» Activity
Go to the line holding "wheel, upload them." in the entries below and write out exactly every line down to and including the line holding "pub mod steps;".

» Listed records
##########
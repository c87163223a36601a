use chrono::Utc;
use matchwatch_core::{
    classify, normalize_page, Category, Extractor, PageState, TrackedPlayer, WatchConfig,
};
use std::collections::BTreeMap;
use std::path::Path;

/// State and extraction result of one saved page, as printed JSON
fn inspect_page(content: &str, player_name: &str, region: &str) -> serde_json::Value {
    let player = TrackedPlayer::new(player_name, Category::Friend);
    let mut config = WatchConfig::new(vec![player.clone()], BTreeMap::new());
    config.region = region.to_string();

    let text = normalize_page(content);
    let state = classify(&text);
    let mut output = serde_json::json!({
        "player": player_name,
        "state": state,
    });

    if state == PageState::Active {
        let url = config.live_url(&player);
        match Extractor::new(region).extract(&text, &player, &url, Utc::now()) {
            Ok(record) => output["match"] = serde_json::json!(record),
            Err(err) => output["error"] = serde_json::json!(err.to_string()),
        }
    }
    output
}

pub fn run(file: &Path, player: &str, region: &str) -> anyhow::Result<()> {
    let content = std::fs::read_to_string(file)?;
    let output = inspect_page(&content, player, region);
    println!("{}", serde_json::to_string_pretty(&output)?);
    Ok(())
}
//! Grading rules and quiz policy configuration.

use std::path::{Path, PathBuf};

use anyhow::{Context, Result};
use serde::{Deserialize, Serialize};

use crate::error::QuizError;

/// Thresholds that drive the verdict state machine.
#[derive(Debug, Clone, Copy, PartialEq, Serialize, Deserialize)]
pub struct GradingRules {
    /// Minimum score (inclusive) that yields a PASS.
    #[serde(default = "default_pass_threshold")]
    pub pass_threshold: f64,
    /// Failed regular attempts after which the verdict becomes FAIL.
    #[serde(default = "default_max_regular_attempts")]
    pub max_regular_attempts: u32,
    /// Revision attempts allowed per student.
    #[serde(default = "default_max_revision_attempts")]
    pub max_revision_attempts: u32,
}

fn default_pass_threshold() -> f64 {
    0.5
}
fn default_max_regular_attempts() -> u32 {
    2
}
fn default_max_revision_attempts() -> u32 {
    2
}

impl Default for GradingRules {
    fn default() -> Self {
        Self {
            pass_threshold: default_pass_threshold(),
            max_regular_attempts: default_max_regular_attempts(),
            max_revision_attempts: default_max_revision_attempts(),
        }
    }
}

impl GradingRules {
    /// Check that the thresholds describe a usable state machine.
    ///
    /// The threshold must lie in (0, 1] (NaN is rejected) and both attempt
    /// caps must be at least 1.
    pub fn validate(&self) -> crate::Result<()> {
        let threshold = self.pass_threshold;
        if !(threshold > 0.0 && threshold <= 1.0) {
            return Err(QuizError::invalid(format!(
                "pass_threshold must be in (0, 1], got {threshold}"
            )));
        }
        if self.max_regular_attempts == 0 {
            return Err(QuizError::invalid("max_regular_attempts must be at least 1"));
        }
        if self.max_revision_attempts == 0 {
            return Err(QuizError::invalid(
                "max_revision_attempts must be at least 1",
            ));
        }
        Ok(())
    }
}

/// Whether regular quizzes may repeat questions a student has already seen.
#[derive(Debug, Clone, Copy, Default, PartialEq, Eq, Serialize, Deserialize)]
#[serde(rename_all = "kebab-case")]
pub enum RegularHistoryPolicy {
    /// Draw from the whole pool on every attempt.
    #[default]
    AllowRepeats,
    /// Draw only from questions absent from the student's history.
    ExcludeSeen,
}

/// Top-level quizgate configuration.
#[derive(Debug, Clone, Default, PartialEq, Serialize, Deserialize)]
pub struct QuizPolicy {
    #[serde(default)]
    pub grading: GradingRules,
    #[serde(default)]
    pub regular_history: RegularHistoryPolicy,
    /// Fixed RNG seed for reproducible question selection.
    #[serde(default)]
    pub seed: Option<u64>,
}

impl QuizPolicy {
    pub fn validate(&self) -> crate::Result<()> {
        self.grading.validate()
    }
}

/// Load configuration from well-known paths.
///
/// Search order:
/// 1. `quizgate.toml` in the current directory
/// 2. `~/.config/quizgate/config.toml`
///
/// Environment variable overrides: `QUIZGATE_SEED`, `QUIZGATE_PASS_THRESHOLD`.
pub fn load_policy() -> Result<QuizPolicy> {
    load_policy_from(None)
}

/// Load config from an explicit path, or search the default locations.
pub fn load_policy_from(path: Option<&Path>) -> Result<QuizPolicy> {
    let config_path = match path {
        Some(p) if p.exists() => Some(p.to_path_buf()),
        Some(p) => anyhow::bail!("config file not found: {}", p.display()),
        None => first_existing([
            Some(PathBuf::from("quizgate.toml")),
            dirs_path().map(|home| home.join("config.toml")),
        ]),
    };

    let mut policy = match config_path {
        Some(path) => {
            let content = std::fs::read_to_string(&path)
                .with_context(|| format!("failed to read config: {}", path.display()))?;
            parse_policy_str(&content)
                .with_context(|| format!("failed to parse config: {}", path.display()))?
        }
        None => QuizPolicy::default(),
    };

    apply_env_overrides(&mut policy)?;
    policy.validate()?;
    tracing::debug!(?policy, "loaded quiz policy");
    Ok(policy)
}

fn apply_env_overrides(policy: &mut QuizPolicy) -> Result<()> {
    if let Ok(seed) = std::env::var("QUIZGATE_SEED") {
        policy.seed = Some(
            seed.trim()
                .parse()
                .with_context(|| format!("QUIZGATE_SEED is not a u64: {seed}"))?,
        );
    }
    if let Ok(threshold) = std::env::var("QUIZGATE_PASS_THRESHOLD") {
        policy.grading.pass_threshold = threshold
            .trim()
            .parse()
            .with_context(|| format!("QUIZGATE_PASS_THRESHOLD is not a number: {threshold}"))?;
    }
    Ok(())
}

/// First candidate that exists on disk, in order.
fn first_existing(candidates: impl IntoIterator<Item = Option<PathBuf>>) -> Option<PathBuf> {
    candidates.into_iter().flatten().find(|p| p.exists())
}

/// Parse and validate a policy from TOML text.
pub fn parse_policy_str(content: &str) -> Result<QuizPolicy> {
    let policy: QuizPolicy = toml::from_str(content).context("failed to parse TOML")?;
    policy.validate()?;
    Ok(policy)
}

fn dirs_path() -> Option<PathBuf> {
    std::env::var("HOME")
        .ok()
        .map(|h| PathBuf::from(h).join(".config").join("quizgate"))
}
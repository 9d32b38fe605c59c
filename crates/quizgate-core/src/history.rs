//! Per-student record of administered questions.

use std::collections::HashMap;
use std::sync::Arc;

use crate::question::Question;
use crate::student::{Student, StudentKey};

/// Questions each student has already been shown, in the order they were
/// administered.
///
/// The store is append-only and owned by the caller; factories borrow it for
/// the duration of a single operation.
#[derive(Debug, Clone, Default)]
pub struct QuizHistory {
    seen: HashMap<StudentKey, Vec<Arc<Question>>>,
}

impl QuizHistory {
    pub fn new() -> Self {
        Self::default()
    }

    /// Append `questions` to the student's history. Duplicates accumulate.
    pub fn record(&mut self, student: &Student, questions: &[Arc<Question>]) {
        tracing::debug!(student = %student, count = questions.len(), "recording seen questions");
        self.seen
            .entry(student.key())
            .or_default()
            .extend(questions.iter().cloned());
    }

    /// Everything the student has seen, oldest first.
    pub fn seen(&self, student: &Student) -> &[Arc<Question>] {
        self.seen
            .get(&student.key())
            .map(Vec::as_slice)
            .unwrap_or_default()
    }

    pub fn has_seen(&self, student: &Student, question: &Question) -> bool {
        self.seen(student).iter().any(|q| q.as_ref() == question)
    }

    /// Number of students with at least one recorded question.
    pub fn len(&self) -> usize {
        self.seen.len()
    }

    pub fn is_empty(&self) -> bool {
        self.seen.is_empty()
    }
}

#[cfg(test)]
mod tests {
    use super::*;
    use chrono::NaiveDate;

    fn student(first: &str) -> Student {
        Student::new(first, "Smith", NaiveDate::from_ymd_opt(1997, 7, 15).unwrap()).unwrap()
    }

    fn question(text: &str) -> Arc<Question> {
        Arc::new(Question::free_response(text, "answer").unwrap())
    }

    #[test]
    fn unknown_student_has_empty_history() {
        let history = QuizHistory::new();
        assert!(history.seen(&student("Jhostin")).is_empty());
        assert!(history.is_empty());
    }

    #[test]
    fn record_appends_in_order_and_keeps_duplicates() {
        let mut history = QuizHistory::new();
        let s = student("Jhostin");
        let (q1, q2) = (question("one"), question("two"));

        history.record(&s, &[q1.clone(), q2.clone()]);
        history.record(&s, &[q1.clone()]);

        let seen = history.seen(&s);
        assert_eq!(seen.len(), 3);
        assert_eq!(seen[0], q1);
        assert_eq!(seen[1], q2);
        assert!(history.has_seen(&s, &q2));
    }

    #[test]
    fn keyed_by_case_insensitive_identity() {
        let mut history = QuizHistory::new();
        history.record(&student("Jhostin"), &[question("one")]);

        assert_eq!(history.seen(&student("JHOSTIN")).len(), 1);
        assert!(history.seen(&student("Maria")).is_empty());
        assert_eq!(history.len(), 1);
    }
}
##########
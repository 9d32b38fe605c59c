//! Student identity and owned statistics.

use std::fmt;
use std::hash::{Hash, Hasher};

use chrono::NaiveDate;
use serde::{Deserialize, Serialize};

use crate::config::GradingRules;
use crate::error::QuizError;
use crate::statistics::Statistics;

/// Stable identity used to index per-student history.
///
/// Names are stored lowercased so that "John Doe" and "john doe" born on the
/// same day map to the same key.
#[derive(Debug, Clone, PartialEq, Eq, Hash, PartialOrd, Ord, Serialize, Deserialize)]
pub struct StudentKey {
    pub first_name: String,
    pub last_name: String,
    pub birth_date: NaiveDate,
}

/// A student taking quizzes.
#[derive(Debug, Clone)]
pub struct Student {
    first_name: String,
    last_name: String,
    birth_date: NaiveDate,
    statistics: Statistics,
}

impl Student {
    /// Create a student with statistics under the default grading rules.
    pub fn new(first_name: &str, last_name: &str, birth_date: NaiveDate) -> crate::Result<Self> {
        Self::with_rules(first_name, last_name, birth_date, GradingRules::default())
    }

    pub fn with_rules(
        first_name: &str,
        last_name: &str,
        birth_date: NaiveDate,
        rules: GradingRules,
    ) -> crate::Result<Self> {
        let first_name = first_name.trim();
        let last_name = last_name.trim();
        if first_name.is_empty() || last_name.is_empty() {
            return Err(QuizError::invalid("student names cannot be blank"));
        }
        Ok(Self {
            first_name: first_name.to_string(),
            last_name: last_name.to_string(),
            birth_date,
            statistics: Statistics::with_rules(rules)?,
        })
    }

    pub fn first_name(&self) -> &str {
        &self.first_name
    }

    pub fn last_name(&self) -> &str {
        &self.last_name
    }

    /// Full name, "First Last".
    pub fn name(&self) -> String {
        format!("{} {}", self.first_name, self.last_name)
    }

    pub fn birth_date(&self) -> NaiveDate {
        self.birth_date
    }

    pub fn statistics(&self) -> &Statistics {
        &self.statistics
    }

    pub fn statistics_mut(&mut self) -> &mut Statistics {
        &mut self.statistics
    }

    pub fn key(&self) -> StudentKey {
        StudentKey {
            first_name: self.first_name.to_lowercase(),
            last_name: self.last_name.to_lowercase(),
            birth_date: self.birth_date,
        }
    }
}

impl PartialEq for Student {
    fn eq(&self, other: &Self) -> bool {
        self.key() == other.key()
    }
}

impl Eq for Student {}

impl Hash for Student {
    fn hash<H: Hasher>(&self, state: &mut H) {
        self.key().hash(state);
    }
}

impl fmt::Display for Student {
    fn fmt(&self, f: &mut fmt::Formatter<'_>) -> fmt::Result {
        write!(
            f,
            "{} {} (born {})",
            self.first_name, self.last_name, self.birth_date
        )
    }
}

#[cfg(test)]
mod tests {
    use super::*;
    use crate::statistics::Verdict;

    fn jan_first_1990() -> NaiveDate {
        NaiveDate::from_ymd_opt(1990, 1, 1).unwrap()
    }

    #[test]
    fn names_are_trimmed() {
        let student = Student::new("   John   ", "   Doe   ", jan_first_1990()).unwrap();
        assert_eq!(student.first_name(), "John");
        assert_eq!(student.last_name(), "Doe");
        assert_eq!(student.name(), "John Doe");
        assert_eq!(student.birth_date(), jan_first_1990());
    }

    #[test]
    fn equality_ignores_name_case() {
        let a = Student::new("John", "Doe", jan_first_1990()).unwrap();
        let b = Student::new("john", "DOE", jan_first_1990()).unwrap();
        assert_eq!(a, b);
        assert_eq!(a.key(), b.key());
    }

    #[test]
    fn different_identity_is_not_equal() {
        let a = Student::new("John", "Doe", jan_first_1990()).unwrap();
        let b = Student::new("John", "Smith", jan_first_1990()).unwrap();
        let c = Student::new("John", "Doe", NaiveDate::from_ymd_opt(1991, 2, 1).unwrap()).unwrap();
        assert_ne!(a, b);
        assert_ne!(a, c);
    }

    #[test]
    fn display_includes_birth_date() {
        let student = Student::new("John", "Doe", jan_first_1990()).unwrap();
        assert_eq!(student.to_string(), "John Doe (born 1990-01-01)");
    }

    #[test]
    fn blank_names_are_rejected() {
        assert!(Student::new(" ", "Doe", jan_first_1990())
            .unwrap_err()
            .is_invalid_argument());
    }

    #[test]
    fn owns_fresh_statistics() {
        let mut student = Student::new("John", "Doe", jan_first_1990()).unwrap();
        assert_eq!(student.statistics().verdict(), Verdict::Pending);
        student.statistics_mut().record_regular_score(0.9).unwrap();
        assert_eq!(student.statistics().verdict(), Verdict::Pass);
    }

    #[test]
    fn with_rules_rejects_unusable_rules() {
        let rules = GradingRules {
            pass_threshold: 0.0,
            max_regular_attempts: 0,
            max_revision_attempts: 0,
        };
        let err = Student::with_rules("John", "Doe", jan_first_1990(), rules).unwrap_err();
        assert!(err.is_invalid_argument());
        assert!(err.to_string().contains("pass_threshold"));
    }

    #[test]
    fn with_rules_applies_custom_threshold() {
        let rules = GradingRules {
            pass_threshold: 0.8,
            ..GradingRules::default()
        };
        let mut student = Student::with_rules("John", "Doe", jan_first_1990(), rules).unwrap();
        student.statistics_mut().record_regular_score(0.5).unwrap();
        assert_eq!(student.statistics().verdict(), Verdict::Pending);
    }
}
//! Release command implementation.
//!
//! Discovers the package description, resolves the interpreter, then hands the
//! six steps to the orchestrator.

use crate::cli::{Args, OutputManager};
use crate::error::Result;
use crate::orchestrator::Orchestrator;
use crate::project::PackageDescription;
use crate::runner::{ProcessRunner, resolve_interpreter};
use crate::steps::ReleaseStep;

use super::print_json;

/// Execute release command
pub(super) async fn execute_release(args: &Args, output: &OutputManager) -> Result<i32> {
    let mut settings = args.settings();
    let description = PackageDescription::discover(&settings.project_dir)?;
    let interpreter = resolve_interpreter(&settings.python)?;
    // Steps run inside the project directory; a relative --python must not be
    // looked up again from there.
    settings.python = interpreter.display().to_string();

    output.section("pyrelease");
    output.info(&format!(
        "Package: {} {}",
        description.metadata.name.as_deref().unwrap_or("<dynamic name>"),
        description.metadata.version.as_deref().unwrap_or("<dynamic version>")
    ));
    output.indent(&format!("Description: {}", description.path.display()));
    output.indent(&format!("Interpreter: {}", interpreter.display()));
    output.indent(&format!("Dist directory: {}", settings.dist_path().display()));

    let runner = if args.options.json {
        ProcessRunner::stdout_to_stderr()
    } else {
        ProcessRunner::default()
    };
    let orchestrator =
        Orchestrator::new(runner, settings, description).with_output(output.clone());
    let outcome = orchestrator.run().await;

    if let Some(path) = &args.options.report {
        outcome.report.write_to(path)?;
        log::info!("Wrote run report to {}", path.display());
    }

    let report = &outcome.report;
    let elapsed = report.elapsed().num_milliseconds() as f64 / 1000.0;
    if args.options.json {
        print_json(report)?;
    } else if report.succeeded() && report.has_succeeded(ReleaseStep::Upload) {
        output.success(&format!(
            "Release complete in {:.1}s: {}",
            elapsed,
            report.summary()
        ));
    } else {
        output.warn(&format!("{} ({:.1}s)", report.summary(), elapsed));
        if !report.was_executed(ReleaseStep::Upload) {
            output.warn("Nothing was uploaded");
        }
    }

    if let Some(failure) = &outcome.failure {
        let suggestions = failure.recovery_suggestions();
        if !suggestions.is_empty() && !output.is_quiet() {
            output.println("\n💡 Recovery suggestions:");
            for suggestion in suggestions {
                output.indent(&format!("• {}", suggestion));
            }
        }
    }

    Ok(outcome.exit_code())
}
##########
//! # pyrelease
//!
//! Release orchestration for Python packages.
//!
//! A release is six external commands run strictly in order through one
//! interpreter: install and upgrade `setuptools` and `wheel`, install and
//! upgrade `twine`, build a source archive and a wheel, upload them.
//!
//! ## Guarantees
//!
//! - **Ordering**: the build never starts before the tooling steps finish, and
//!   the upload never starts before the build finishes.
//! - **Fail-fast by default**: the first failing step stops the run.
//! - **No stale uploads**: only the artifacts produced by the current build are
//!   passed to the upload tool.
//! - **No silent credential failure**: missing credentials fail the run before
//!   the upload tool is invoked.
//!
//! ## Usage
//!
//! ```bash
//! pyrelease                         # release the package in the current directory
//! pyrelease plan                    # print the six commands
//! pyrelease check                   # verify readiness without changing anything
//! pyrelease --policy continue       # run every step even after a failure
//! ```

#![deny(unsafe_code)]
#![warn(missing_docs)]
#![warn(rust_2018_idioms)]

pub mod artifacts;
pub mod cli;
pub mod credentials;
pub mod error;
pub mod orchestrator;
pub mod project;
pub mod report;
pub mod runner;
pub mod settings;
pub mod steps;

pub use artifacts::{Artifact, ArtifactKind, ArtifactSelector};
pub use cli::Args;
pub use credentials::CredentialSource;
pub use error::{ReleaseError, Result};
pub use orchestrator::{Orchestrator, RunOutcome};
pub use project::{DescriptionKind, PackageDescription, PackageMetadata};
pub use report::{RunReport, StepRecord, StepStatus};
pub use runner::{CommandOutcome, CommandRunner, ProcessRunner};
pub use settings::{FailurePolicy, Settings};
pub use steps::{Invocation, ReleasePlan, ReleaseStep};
##########
» Result of this task
//! upgrade `twine`, build a source archive and a wheel, upload them.
//!
//! ## Guarantees
//!
//! - **Ordering**: the build never starts before the tooling steps finish, and
//!   the upload never starts before the build finishes.
//! - **Fail-fast by default**: the first failing step stops the run.
//! - **No stale uploads**: only the artifacts produced by the current build are
//!   passed to the upload tool.
//! - **No silent credential failure**: missing credentials fail the run before
//!   the upload tool is invoked.
//!
//! ## Usage
//!
//! ```bash
//! pyrelease                         # release the package in the current directory
//! pyrelease plan                    # print the six commands
//! pyrelease check                   # verify readiness without changing anything
//! pyrelease --policy continue       # run every step even after a failure
//! ```

#![deny(unsafe_code)]
#![warn(missing_docs)]
#![warn(rust_2018_idioms)]

pub mod artifacts;
pub mod cli;
pub mod credentials;
pub mod error;
pub mod orchestrator;
pub mod project;
pub mod report;
pub mod runner;
pub mod settings;
pub mod steps;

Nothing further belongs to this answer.